第4章 課外授業【マカ・ソウル編】
「そりゃ話せる訳ないわよね。自分が人殺しだなんて。特に娘には知られたくないはずだもの。……あなたも私も不運ね。あなたの母親さえ居なければ、こんな思いしなくて済んだのに……」
「……そんな訳ない。ママは、そんな人じゃない!!」
「そう思いたいのは分かるけど、これが現実。受け止めなさい、お子様」
「証拠はあるの?」
女はため息を吐きながら、マカに2枚の紙を手渡した。
「おバカさんね。大人が証拠も無しに言うわけないでしょ。これは、私の母の司法解剖書と、あなたの母親の聴取記録」
そこには、女の母親は【大鎌で胴体を真っ二つに切断され即死】と記されていた。
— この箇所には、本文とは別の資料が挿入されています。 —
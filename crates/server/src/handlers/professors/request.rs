use std::sync::Arc;

use axum::{extract::State, http::StatusCode, Extension, Json};
use axum_derive_error::ErrorResponse;
use db::{
    mentor_request, professor, student, team, ActiveValue, ColumnTrait, DatabaseConnection, DbErr,
    EntityTrait, QueryFilter, QuerySelect, SelectExt, TransactionErrorExt, TransactionTrait,
};
use derive_more::{Display, Error, From};
use serde::Deserialize;
use validator::Validate;

use super::RequestData;
use crate::{auth::AuthenticatedStudentId, validation::ValidatedJson};

/// Errors that may occur while requesting professor mentorship.
#[derive(ErrorResponse, Display, From, Error)]
pub(super) enum MentorshipRequestError {
    /// Database-related error.
    DatabaseError(DbErr),

    #[status(StatusCode::NOT_FOUND)]
    #[display(fmt = "Student not found")]
    StudentNotFound,

    #[status(StatusCode::BAD_REQUEST)]
    #[display(fmt = "You are not in a team")]
    NotInTeam,

    #[status(StatusCode::NOT_FOUND)]
    #[display(fmt = "Team not found")]
    TeamNotFound,

    #[status(StatusCode::FORBIDDEN)]
    #[display(fmt = "Only team leader can request professors")]
    NotTeamLeader,

    #[status(StatusCode::BAD_REQUEST)]
    #[display(fmt = "Team already has a professor")]
    TeamHasProfessor,

    #[status(StatusCode::NOT_FOUND)]
    #[display(fmt = "Professor not found")]
    ProfessorNotFound,

    #[status(StatusCode::BAD_REQUEST)]
    #[display(fmt = "Professor cannot accept more teams")]
    ProfessorFull,

    #[status(StatusCode::BAD_REQUEST)]
    #[display(fmt = "Request already sent to this professor")]
    DuplicateRequest,
}

#[derive(Deserialize, Validate)]
pub(super) struct MentorshipRequest {
    professor_id: i64,

    #[validate(length(max = 500))]
    message: Option<String>,
}

/// Mentorship request creation handler.
pub(super) async fn request(
    State(db): State<Arc<DatabaseConnection>>,
    Extension(student_id): Extension<AuthenticatedStudentId>,
    ValidatedJson(request): ValidatedJson<MentorshipRequest>,
) -> Result<(StatusCode, Json<RequestData>), MentorshipRequestError> {
    let model = db
        .transaction(|txn| {
            Box::pin(async move {
                let student = student::Entity::find_by_id(student_id.id())
                    .one(txn)
                    .await?
                    .ok_or(MentorshipRequestError::StudentNotFound)?;

                let team_id = student.team_id.ok_or(MentorshipRequestError::NotInTeam)?;

                let team = team::Entity::find_by_id(team_id)
                    .one(txn)
                    .await?
                    .ok_or(MentorshipRequestError::TeamNotFound)?;

                if team.leader_id != student.id {
                    return Err(MentorshipRequestError::NotTeamLeader);
                }

                if team.professor_id.is_some() {
                    return Err(MentorshipRequestError::TeamHasProfessor);
                }

                let professor = professor::Entity::find_by_id(request.professor_id)
                    .one(txn)
                    .await?
                    .ok_or(MentorshipRequestError::ProfessorNotFound)?;

                if professor.accepted_team_count >= professor::MAX_MENTORED_TEAMS {
                    return Err(MentorshipRequestError::ProfessorFull);
                }

                let duplicate = mentor_request::Entity::find()
                    .select_only()
                    .filter(mentor_request::Column::TeamId.eq(team.id))
                    .filter(mentor_request::Column::ProfessorId.eq(professor.id))
                    .exists(txn)
                    .await?;

                if duplicate {
                    return Err(MentorshipRequestError::DuplicateRequest);
                }

                let model = mentor_request::Entity::insert(mentor_request::ActiveModel {
                    team_id: ActiveValue::Set(team.id),
                    professor_id: ActiveValue::Set(professor.id),
                    status: ActiveValue::Set(mentor_request::RequestStatus::Pending),
                    message: ActiveValue::Set(request.message),
                    created_at: ActiveValue::Set(db::now()),
                    ..Default::default()
                })
                .exec_with_returning(txn)
                .await?;

                Ok(model)
            })
        })
        .await
        .into_raw_result()?;

    Ok((StatusCode::CREATED, Json(model.into())))
}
そして、もう一枚の聴取記録には衝撃的な内容が記されていた。
「……ウソ……」
「だから、これが現実なんだってば。本当、諦めの悪いガキね」
聴取内容を全面的に認めるマカの母親の供述が淡々と綴られていた。
ペタン……と、その場にマカは力なく座り込んだ。ショックで頭の中は真っ白だ。そして、この聴取記録の日付から、ある事に気付いた。
ちょうど、この出来事の翌々月。
「……パパと離婚することにした」
度重なるデスサイズの浮気。それが離婚の原因だと思っていたが、本当は……
「あなたの母親の罪を揉み消したのは、あなたの父親と死神よ」
これ以上、迷惑をかけられないという母親の決断だったのかもしれない。